◆ TASK REQUIREMENTS ◆
Listed below are entries; give the number of lines among them that include "updated", and only that number.

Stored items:

+++

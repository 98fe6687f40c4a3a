//! User profile and organisation records as served by the backend.

use chrono::{DateTime, Utc};
use serde::{Deserialize, Serialize};

use super::id::{OutletId, TenantId, UserId};
use super::role::{EntityScope, UserRole};
use super::status::AccountStatus;

/// The signed-in staff member.
#[derive(Debug, Clone, PartialEq, Eq, Serialize, Deserialize)]
#[serde(rename_all = "camelCase")]
pub struct UserProfile {
    #[serde(alias = "_id")]
    pub id: UserId,
    pub name: String,
    pub email: String,
    #[serde(default)]
    pub phone_number: String,
    pub role: UserRole,
    #[serde(default)]
    pub status: AccountStatus,
    #[serde(default, skip_serializing_if = "Option::is_none")]
    pub outlet: Option<OutletRef>,
    #[serde(default, skip_serializing_if = "Option::is_none")]
    pub tenant: Option<TenantRef>,
    #[serde(default, skip_serializing_if = "Option::is_none")]
    pub created_at: Option<DateTime<Utc>>,
}

/// Weak reference to the outlet a user belongs to.
#[derive(Debug, Clone, PartialEq, Eq, Serialize, Deserialize)]
#[serde(rename_all = "camelCase")]
pub struct OutletRef {
    pub outlet_id: OutletId,
    #[serde(default)]
    pub name: String,
}

/// Weak reference to the tenant a user belongs to.
#[derive(Debug, Clone, PartialEq, Eq, Serialize, Deserialize)]
#[serde(rename_all = "camelCase")]
pub struct TenantRef {
    pub tenant_id: TenantId,
    #[serde(default)]
    pub name: String,
}

/// The organisation whose contact details this profile may edit.
///
/// At most one exists per profile: the role picks the scope and the
/// matching weak reference must carry a non-blank ID.
#[derive(Debug, Clone, PartialEq, Eq, Serialize, Deserialize)]
#[serde(tag = "scope", rename_all = "camelCase")]
pub enum EditableOrganisation {
    Tenant { id: TenantId, name: String },
    Outlet { id: OutletId, name: String },
}

impl EditableOrganisation {
    #[must_use]
    pub const fn scope(&self) -> EntityScope {
        match self {
            Self::Tenant { .. } => EntityScope::Tenant,
            Self::Outlet { .. } => EntityScope::Outlet,
        }
    }

    /// Display name embedded in the profile.
    #[must_use]
    pub fn embedded_name(&self) -> &str {
        match self {
            Self::Tenant { name, .. } | Self::Outlet { name, .. } => name,
        }
    }

    #[must_use]
    pub fn id(&self) -> &str {
        match self {
            Self::Tenant { id, .. } => id.as_str(),
            Self::Outlet { id, .. } => id.as_str(),
        }
    }
}

impl UserProfile {
    /// Resolve the organisation section this profile is allowed to edit.
    #[must_use]
    pub fn editable_organisation(&self) -> Option<EditableOrganisation> {
        match self.role.entity_scope()? {
            EntityScope::Tenant => self
                .tenant
                .as_ref()
                .filter(|t| !t.tenant_id.is_blank())
                .map(|t| EditableOrganisation::Tenant {
                    id: t.tenant_id.clone(),
                    name: t.name.clone(),
                }),
            EntityScope::Outlet => self
                .outlet
                .as_ref()
                .filter(|o| !o.outlet_id.is_blank())
                .map(|o| EditableOrganisation::Outlet {
                    id: o.outlet_id.clone(),
                    name: o.name.clone(),
                }),
        }
    }

    /// Scope and name of whichever organisation the profile is attached
    /// to, outlet first.
    #[must_use]
    pub fn organisation_name(&self) -> Option<(EntityScope, &str)> {
        self.outlet
            .as_ref()
            .map(|o| (EntityScope::Outlet, o.name.as_str()))
            .or_else(|| {
                self.tenant
                    .as_ref()
                    .map(|t| (EntityScope::Tenant, t.name.as_str()))
            })
            .filter(|(_, name)| !name.is_empty())
    }
}

/// Contact details of a tenant or outlet.
#[derive(Debug, Clone, Default, PartialEq, Eq, Serialize, Deserialize)]
#[serde(rename_all = "camelCase")]
pub struct Contacts {
    #[serde(default, skip_serializing_if = "Option::is_none")]
    pub email: Option<String>,
    #[serde(default, skip_serializing_if = "Option::is_none")]
    pub phone_number: Option<String>,
}

/// A tenant or outlet as held by the backend.
#[derive(Debug, Clone, PartialEq, Eq, Serialize, Deserialize)]
#[serde(rename_all = "camelCase")]
pub struct OrganisationInfo<Id> {
    #[serde(alias = "_id")]
    pub id: Id,
    pub name: String,
    #[serde(default, skip_serializing_if = "Option::is_none")]
    pub address: Option<String>,
    #[serde(default, skip_serializing_if = "Option::is_none")]
    pub contacts: Option<Contacts>,
    #[serde(default)]
    pub status: AccountStatus,
}

pub type TenantInfo = OrganisationInfo<TenantId>;
pub type OutletInfo = OrganisationInfo<OutletId>;

#[cfg(test)]
#[allow(clippy::unwrap_used)]
mod tests {
    use serde_json::json;

    use super::*;
    use crate::types::role::Role;

    fn profile(value: serde_json::Value) -> UserProfile {
        serde_json::from_value(value).unwrap()
    }

    #[test]
    fn test_profile_parses_backend_shape() {
        let p = profile(json!({
            "_id": "u1",
            "name": "Asha",
            "email": "asha@example.com",
            "phoneNumber": "+91 98450 00000",
            "role": "outletOwner",
            "status": true,
            "outlet": { "outletId": "o1", "name": "Indiranagar" },
            "createdAt": "2024-03-01T10:00:00Z"
        }));

        assert_eq!(p.id.as_str(), "u1");
        assert_eq!(p.role, UserRole::Known(Role::OutletOwner));
        assert_eq!(p.status, AccountStatus::Active);
        assert!(p.created_at.is_some());
        assert_eq!(
            p.organisation_name(),
            Some((EntityScope::Outlet, "Indiranagar"))
        );
    }

    #[test]
    fn test_profile_without_status_is_inactive() {
        let p = profile(json!({
            "id": "u1", "name": "A", "email": "a@x.io", "role": "billingStaff"
        }));

        assert_eq!(p.status, AccountStatus::Inactive);
    }

    #[test]
    fn test_tenant_name_used_without_outlet() {
        let p = profile(json!({
            "id": "u1", "name": "A", "email": "a@x.io", "role": "tenantOwner",
            "tenant": { "tenantId": "t1", "name": "Spice Route" }
        }));

        assert_eq!(
            p.organisation_name(),
            Some((EntityScope::Tenant, "Spice Route"))
        );
    }

    #[test]
    fn test_editable_organisation_survives_serialization() {
        let org = EditableOrganisation::Outlet {
            id: OutletId::new("o1"),
            name: "Koramangala".to_owned(),
        };
        let value = serde_json::to_value(&org).unwrap();
        assert_eq!(value["scope"], "outlet");
        let restored: EditableOrganisation = serde_json::from_value(value).unwrap();
        assert_eq!(restored, org);
    }

    #[test]
    fn test_outlet_owner_edits_outlet() {
        let p = profile(json!({
            "id": "u1", "name": "A", "email": "a@x.io", "role": "outletOwner",
            "outlet": { "outletId": "o1", "name": "Koramangala" }
        }));

        assert_eq!(
            p.editable_organisation(),
            Some(EditableOrganisation::Outlet {
                id: OutletId::new("o1"),
                name: "Koramangala".to_owned(),
            })
        );
    }

    #[test]
    fn test_tenant_owner_edits_tenant() {
        let p = profile(json!({
            "id": "u1", "name": "A", "email": "a@x.io", "role": "tenantOwner",
            "tenant": { "tenantId": "t1", "name": "Spice Route" },
            "outlet": { "outletId": "o1", "name": "Koramangala" }
        }));

        let org = p.editable_organisation().unwrap();
        assert_eq!(org.scope(), EntityScope::Tenant);
        assert_eq!(org.id(), "t1");
    }

    #[test]
    fn test_kitchen_staff_edits_nothing() {
        let p = profile(json!({
            "id": "u1", "name": "A", "email": "a@x.io", "role": "kitchenStaff",
            "outlet": { "outletId": "o1", "name": "Koramangala" }
        }));

        assert_eq!(p.editable_organisation(), None);
    }

    #[test]
    fn test_outlet_scope_without_outlet_id_edits_nothing() {
        let p = profile(json!({
            "id": "u1", "name": "A", "email": "a@x.io", "role": "outletAdmin",
            "outlet": { "outletId": "", "name": "Koramangala" }
        }));

        assert_eq!(p.editable_organisation(), None);
    }

    #[test]
    fn test_organisation_info_defaults() {
        let info: OutletInfo = serde_json::from_value(json!({
            "_id": "o1",
            "name": "Koramangala"
        }))
        .unwrap();

        assert_eq!(info.id, OutletId::new("o1"));
        assert_eq!(info.contacts, None);
        assert_eq!(info.status, AccountStatus::Inactive);
    }
}
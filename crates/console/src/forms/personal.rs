//! Personal information form.

use serde::Deserialize;

use tableside_core::{ProfileUpdate, UserProfile};

use super::FormStatus;

/// Message shown after the backend accepts a profile update.
pub const PROFILE_UPDATED: &str = "Profile updated successfully";

/// Personal information form data.
#[derive(Debug, Clone, Default, PartialEq, Eq, Deserialize)]
pub struct PersonalInfoForm {
    #[serde(default)]
    pub name: String,
    #[serde(default)]
    pub email: String,
    #[serde(default)]
    pub phone_number: String,
}

impl PersonalInfoForm {
    /// Pre-fill from a fetched profile.
    #[must_use]
    pub fn from_profile(profile: &UserProfile) -> Self {
        Self {
            name: profile.name.clone(),
            email: profile.email.clone(),
            phone_number: profile.phone_number.clone(),
        }
    }

    /// Request body carrying the full current triple.
    ///
    /// Untouched fields are sent unchanged alongside edited ones.
    #[must_use]
    pub fn to_update(&self) -> ProfileUpdate {
        ProfileUpdate {
            name: Some(self.name.clone()),
            email: Some(self.email.clone()),
            phone_number: Some(self.phone_number.clone()),
        }
    }

    /// Merge the backend's response into the form.
    pub fn merge(&mut self, updated: &UserProfile) {
        self.name.clone_from(&updated.name);
        self.email.clone_from(&updated.email);
        self.phone_number.clone_from(&updated.phone_number);
    }
}

/// Render state of the personal information section.
#[derive(Debug, Clone, Default)]
pub struct PersonalSection {
    pub form: PersonalInfoForm,
    pub status: FormStatus,
}

impl PersonalSection {
    #[must_use]
    pub fn loaded(profile: &UserProfile) -> Self {
        Self {
            form: PersonalInfoForm::from_profile(profile),
            status: FormStatus::Idle,
        }
    }
}

#[cfg(test)]
#[allow(clippy::unwrap_used)]
mod tests {
    use serde_json::json;

    use super::*;

    fn profile() -> UserProfile {
        serde_json::from_value(json!({
            "id": "u1",
            "name": "Kiran",
            "email": "kiran@spiceroute.in",
            "phoneNumber": "+91 90000 00001",
            "role": "billingStaff",
            "status": true
        }))
        .unwrap()
    }

    #[test]
    fn test_update_carries_full_triple() {
        let mut form = PersonalInfoForm::from_profile(&profile());
        form.name = "Kiran Rao".to_owned();

        assert_eq!(
            serde_json::to_value(form.to_update()).unwrap(),
            json!({
                "name": "Kiran Rao",
                "email": "kiran@spiceroute.in",
                "phoneNumber": "+91 90000 00001"
            })
        );
    }

    #[test]
    fn test_merge_takes_backend_values() {
        let mut form = PersonalInfoForm {
            name: "kiran rao ".to_owned(),
            ..PersonalInfoForm::default()
        };
        let mut updated = profile();
        updated.name = "Kiran Rao".to_owned();

        form.merge(&updated);

        assert_eq!(form.name, "Kiran Rao");
        assert_eq!(form.email, "kiran@spiceroute.in");
    }
}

+++

◆ FINISHED TASK ◆
8